Mohammad Ali Tabatabaʾi and Saida Mirsadri of Tehran University note in their paper surveying Qur'anic cosmography that the Qur'an "takes for granted" the flatness of the earth, a common motif among the scientifically naive people at that time, while it has "not even one hint of a spherical earth"[6] They also note that the pre-Islamic poet Umayya ibn Abī al‐Ṣalt (d. 5 / 626) described the earth as a carpet and likened it to the uplifted heavens.

And [he] shaped the earth as a carpet then he ordained it, [the area] under the firmament [are] just like those he uplifted
Dīwān, Umayya ibn Abī al‐Ṣalt, p. 179 cited in Tabatabaʾi, Mohammad A.; Mirsadri, Saida, "The Qurʾānic Cosmology, as an Identity in Itself", Arabica 63 (3/4): 201-234, 2016, https://www.jstor.org/stable/24811784  p. 226

Damien Janos in another paper on Qur'anic cosmography has similarly noted that while the exact shape of its boundaries are not described, "what is clear is that the Qurʾān and the early Muslim tradition do not uphold the conception of a spherical earth and a spherical universe.
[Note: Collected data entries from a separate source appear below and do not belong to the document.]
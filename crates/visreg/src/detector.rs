//! Pixel comparison: similarity score and difference regions.
//!
//! Both images are brought to the baseline's size, optionally masked, and
//! compared channel by channel on alpha-premultiplied RGB.
//!
//! - **similarity** is `1 - RMSE / 255` over every channel of every pixel,
//!   so 1.0 means pixel-identical and more differing pixels never raise it.
//! - **regions** are the 8-connected components of pixels whose largest
//!   channel delta exceeds the noise floor, reported as bounding boxes.
//!
//! A size mismatch is never an error: the current image is resampled to the
//! baseline's size, a full-canvas region of magnitude 1.0 is added and the
//! similarity is 0.0.

use crate::codec;
use crate::config::{VisualConfig, DEFAULT_NOISE_FLOOR};
use crate::mask::{MaskRegion, RegionMask};
use image::{Rgba, RgbaImage};
use serde::{Deserialize, Serialize};
use std::borrow::Cow;

/// Highest possible sum of three channel deltas
const MAX_PIXEL_DELTA: f64 = 3.0 * 255.0;

/// Colour of differing pixels in a rendered diff
pub const DIFF_HIGHLIGHT: Rgba<u8> = Rgba([255, 0, 0, 255]);

/// How a region changed relative to the baseline
#[derive(Debug, Clone, Copy, PartialEq, Eq, Hash, Serialize, Deserialize)]
#[serde(rename_all = "snake_case")]
pub enum DifferenceKind {
    /// Current content is brighter than the baseline (something appeared)
    Added,
    /// Current content is darker than the baseline (something went away)
    Removed,
    /// Mean brightness unchanged, content differs
    Changed,
}

impl DifferenceKind {
    /// Outline colour used when annotating regions
    #[must_use]
    pub const fn color(self) -> Rgba<u8> {
        match self {
            Self::Added => Rgba([0, 200, 0, 255]),
            Self::Removed => Rgba([255, 0, 0, 255]),
            Self::Changed => Rgba([0, 0, 255, 255]),
        }
    }
}

/// One connected area where the images diverge beyond the noise floor
#[derive(Debug, Clone, PartialEq, Serialize, Deserialize)]
pub struct DifferenceRegion {
    /// X coordinate of top-left corner
    pub x: u32,
    /// Y coordinate of top-left corner
    pub y: u32,
    /// Bounding box width
    pub width: u32,
    /// Bounding box height
    pub height: u32,
    /// Mean difference intensity inside the bounding box, 0.0-1.0
    pub magnitude: f64,
    /// Direction of the change
    pub kind: DifferenceKind,
}

impl DifferenceRegion {
    /// Top-left corner
    #[must_use]
    pub const fn position(&self) -> (u32, u32) {
        (self.x, self.y)
    }

    /// Bounding box size
    #[must_use]
    pub const fn size(&self) -> (u32, u32) {
        (self.width, self.height)
    }

    /// Bounding box as a rectangle
    #[must_use]
    pub const fn bounds(&self) -> MaskRegion {
        MaskRegion::new(self.x, self.y, self.width, self.height)
    }

    /// Whether the bounding box shares a pixel with `rect`
    #[must_use]
    pub const fn overlaps(&self, rect: &MaskRegion) -> bool {
        self.bounds().intersects(rect)
    }

    /// Whether the bounding box fully covers `rect`
    #[must_use]
    pub const fn covers(&self, rect: &MaskRegion) -> bool {
        self.x <= rect.x
            && self.y <= rect.y
            && self.bounds().right() >= rect.right()
            && self.bounds().bottom() >= rect.bottom()
    }

    fn whole_canvas(width: u32, height: u32) -> Self {
        Self {
            x: 0,
            y: 0,
            width,
            height,
            magnitude: 1.0,
            kind: DifferenceKind::Changed,
        }
    }
}

/// Outcome of one detection pass
#[derive(Debug, Clone, PartialEq)]
pub struct Detection {
    /// Normalised similarity, 1.0 = identical
    pub similarity: f64,
    /// Regions, by descending magnitude then row-major position
    pub regions: Vec<DifferenceRegion>,
    /// Number of pixels above the noise floor
    pub differing_pixels: u64,
    /// The inputs had different dimensions
    pub size_mismatch: bool,
}

impl Detection {
    fn vacuous() -> Self {
        Self {
            similarity: 1.0,
            regions: Vec::new(),
            differing_pixels: 0,
            size_mismatch: false,
        }
    }

    /// No pixel differs beyond the noise floor and sizes agree
    #[must_use]
    pub fn is_identical(&self) -> bool {
        !self.size_mismatch && self.differing_pixels == 0 && self.regions.is_empty()
    }
}

/// Baseline and current image brought to a common canvas, masks applied.
///
/// Borrowed when no resampling or masking was needed.
#[derive(Debug, Clone)]
pub struct AlignedPair<'a> {
    /// Baseline pixels
    pub baseline: Cow<'a, RgbaImage>,
    /// Current pixels, resampled to the baseline's size when they differed
    pub current: Cow<'a, RgbaImage>,
    /// Original dimensions disagreed
    pub size_mismatch: bool,
    /// Size of the canvas reported for a mismatch
    pub canvas: (u32, u32),
}

impl<'a> AlignedPair<'a> {
    /// Align `current` to `baseline` and apply `mask` to both.
    #[must_use]
    pub fn new(baseline: &'a RgbaImage, current: &'a RgbaImage, mask: Option<&RegionMask>) -> Self {
        let size_mismatch = baseline.dimensions() != current.dimensions();
        let both_sized = !codec::is_empty(baseline) && !codec::is_empty(current);

        let canvas = if codec::is_empty(baseline) {
            current.dimensions()
        } else {
            baseline.dimensions()
        };

        let current = if size_mismatch && both_sized {
            let (w, h) = baseline.dimensions();
            Cow::Owned(codec::resize_exact(current, w, h))
        } else {
            Cow::Borrowed(current)
        };
        let mut pair = Self {
            baseline: Cow::Borrowed(baseline),
            current,
            size_mismatch,
            canvas,
        };

        if let Some(mask) = mask.filter(|m| !m.is_empty()) {
            pair.baseline = Cow::Owned(mask.apply(&pair.baseline));
            pair.current = Cow::Owned(mask.apply(&pair.current));
        }
        pair
    }

    /// Neither side has any pixels
    #[must_use]
    pub fn both_empty(&self) -> bool {
        codec::is_empty(&self.baseline) && codec::is_empty(&self.current)
    }

    /// Both sides have the same, non-zero size
    fn comparable(&self) -> bool {
        self.baseline.dimensions() == self.current.dimensions() && !codec::is_empty(&self.baseline)
    }
}

/// Per-pixel channel deltas of two equally sized images
struct DeltaMap {
    width: usize,
    height: usize,
    /// Largest channel delta per pixel
    max: Vec<u8>,
    /// Sum of the three channel deltas per pixel
    sum: Vec<u16>,
    squared_total: u64,
}

impl DeltaMap {
    fn compute(baseline: &RgbaImage, current: &RgbaImage) -> Self {
        let len = (baseline.width() as usize) * (baseline.height() as usize);
        let mut max = Vec::with_capacity(len);
        let mut sum = Vec::with_capacity(len);
        let mut squared_total = 0u64;

        for (b, c) in baseline
            .as_raw()
            .chunks_exact(4)
            .zip(current.as_raw().chunks_exact(4))
        {
            let (b, c) = (premultiply(b), premultiply(c));
            let mut largest = 0u8;
            let mut total = 0u16;
            for (bc, cc) in b.iter().zip(&c) {
                let d = bc.abs_diff(*cc);
                largest = largest.max(d);
                total += u16::from(d);
                squared_total += u64::from(d) * u64::from(d);
            }
            max.push(largest);
            sum.push(total);
        }

        Self {
            width: baseline.width() as usize,
            height: baseline.height() as usize,
            max,
            sum,
            squared_total,
        }
    }

    fn similarity(&self) -> f64 {
        let channels = self.max.len() as f64 * 3.0;
        if channels == 0.0 {
            return 1.0;
        }
        let rmse = (self.squared_total as f64 / channels).sqrt();
        (1.0 - rmse / 255.0).clamp(0.0, 1.0)
    }
}

/// RGB scaled by alpha; opaque pixels pass through unchanged.
fn premultiply(px: &[u8]) -> [u8; 3] {
    let a = u32::from(px[3]);
    if a == 255 {
        return [px[0], px[1], px[2]];
    }
    let scale = |c: u8| ((u32::from(c) * a + 127) / 255) as u8;
    [scale(px[0]), scale(px[1]), scale(px[2])]
}

fn brightness(px: &[u8]) -> u64 {
    premultiply(px).iter().map(|&c| u64::from(c)).sum()
}

/// Compares two images and locates where they differ
#[derive(Debug, Clone, Copy, PartialEq, Eq)]
pub struct DifferenceDetector {
    noise_floor: u8,
    min_region_area: u32,
}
This was a view that later prevailed in the learned circles of Muslim society as a result of the infiltration of Ptolemaic astronomy".[7]

Direct references to a flat Earth in the Qur'an

The Qur'an frequently describes, in explicit terms, the creation of "al-ard", which can be translated as either "Earth" or "land", as a flat structure. The use of metaphors and words intimately associated with flat objects (such as beds and carpets) is especially common in cases where the context of the verse makes it clear that the word "al-ard" is being used to describe the creation of the Earth at the beginning of time alongside the creation of the "heavens" (rather than in the more limited sense of a certain portion of "land"). The best example of this is perhaps verse 88:20.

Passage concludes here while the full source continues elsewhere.